The list runs an estimated 150–250 labels, anchored hard in California and France, with Burgundy and Bordeaux doing a lot of the heavy lifting on the Old World side. Cloudy Bay Sauvignon Blanc and a handful of Italian bottles round things out, but don't come expecting a deep exploration of Spain, Germany, or anything from the Southern Hemisphere beyond New Zealand. Producers like Far Niente, Louis Jadot, and Opus One signal a list built for reliability and recognizability rather than discovery — which is fine, honestly, for a hotel restaurant where guests want something they trust. The gaps are predictable: no natural wine presence, minimal options under $70 at the bottle level.
The by-the-glass program runs an estimated 12–20 pours, with house options starting around $14 and climbing toward $32 for the more serious selections. The house Chardonnay and sparkling are exactly what you'd expect at that price point — inoffensive, properly served, nothing to write home about. If you're committed to drinking well by the glass here, push past the house pours and ask the sommelier what's worth opening.
Cloudy Bay Sauvignon Blanc — $18–$22 (glass est.)
Cloudy Bay is a globally recognized producer that consistently delivers, and at Orchids it's one of the few glass pours where the quality-to-price ratio actually makes sense. Clean, high-acid, and cuts right through whatever seafood is in front of you. It earns its spot on a beach-adjacent list like this.
Louis Jadot Burgundy
Most tables here are gravitating toward the California bottles they already know. That's a mistake when Louis Jadot is on the list. Jadot is one of Burgundy's most dependable négociants — what they produce at mid-tier price points consistently punches above what you'd expect, and in a seafood-forward menu environment, a Jadot Pinot Noir or white Burgundy is a smarter, more food-friendly call than reaching for the obvious California picks.
Opus One
Opus One is not a bad wine — it's a fine wine that has become a status order. At Orchids, you're paying a significant hotel-restaurant premium on top of an already-premium bottle price, in a dining context where the menu is leaning seafood and Mediterranean. There are better fits on this list for less money. Order it somewhere you'll actually let it breathe.
Far Niente Chardonnay + Local seafood preparation (fresh island fish)

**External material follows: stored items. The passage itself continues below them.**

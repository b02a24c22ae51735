use std::path::PathBuf;

/// Pipeline configuration DTO (pure data, no logic)
/// 管线配置 DTO（纯数据，无逻辑）
///
/// Missing values map to empty strings / zero: those are facts, the
/// bootstrap layer decides what an empty value means.
#[derive(Debug, Clone, PartialEq, Eq)]
pub struct PipelineConfig {
    /// REST API base URL, e.g. `https://host/api`
    pub api_base_url: String,

    /// Bearer token sent with asset fetches (may be empty)
    pub auth_token: String,

    /// Directory the preview surface writes normalized documents into
    pub preview_dir: PathBuf,

    /// Command used for the native-print fallback
    pub print_command: String,

    /// Directory exported documents are saved to
    pub output_dir: PathBuf,

    /// External HTML → PDF command
    pub rasterizer_command: String,

    /// Settling delay after the load barrier, in milliseconds
    pub load_settle_ms: u64,

    /// Settling delay after the conversion barrier, in milliseconds
    pub convert_settle_ms: u64,

    /// Per-image fetch timeout, in milliseconds
    pub fetch_timeout_ms: u64,
}

impl PipelineConfig {
    /// Create PipelineConfig from TOML value
    /// 从 TOML 值创建 PipelineConfig
    pub fn from_toml(toml_value: &toml::Value) -> anyhow::Result<Self> {
        let str_at = |section: &str, key: &str| -> String {
            toml_value
                .get(section)
                .and_then(|s| s.get(key))
                .and_then(|v| v.as_str())
                .unwrap_or("")
                .to_string()
        };
        let u64_at = |section: &str, key: &str| -> u64 {
            toml_value
                .get(section)
                .and_then(|s| s.get(key))
                .and_then(|v| v.as_integer())
                .and_then(|v| u64::try_from(v).ok())
                .unwrap_or(0)
        };

        Ok(Self {
            api_base_url: str_at("api", "base_url"),
            auth_token: str_at("api", "auth_token"),
            preview_dir: PathBuf::from(str_at("preview", "dir")),
            print_command: str_at("preview", "print_command"),
            output_dir: PathBuf::from(str_at("export", "output_dir")),
            rasterizer_command: str_at("export", "rasterizer_command"),
            load_settle_ms: u64_at("materializer", "load_settle_ms"),
            convert_settle_ms: u64_at("materializer", "convert_settle_ms"),
            fetch_timeout_ms: u64_at("materializer", "fetch_timeout_ms"),
        })
    }

    /// Create empty PipelineConfig (all empty/default values)
    /// 创建空的 PipelineConfig
    pub fn empty() -> Self {
        Self {
            api_base_url: String::new(),
            auth_token: String::new(),
            preview_dir: PathBuf::new(),
            print_command: String::new(),
            output_dir: PathBuf::new(),
            rasterizer_command: String::new(),
            load_settle_ms: 0,
            convert_settle_ms: 0,
            fetch_timeout_ms: 0,
        }
    }

    /// Config with directories rooted at caller-computed platform paths.
    ///
    /// The directories should come from platform logic (e.g. the `dirs` crate).
    pub fn with_system_defaults(download_dir: PathBuf, cache_dir: PathBuf) -> Self {
        Self {
            preview_dir: cache_dir.join("preview"),
            output_dir: download_dir,
            ..Self::empty()
        }
    }
}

Far Niente's Chardonnay is rich enough to hold its own but has enough structure to not flatten delicate fish. Orchids leans heavily on whatever is freshest and most local in its seafood preparations, and a wine with this kind of weight and California-grown restraint bridges the gap between the island ingredient and the Mediterranean technique without one drowning out the other.
✔️ The Bottom Line
Orchids is a reliable wine program wearing a luxury price tag — the sommelier is real, the pours are properly handled, and the list gets the job done for the room it's in. Just know that you're paying the Halekulani premium on every bottle, and budget accordingly before you sit down.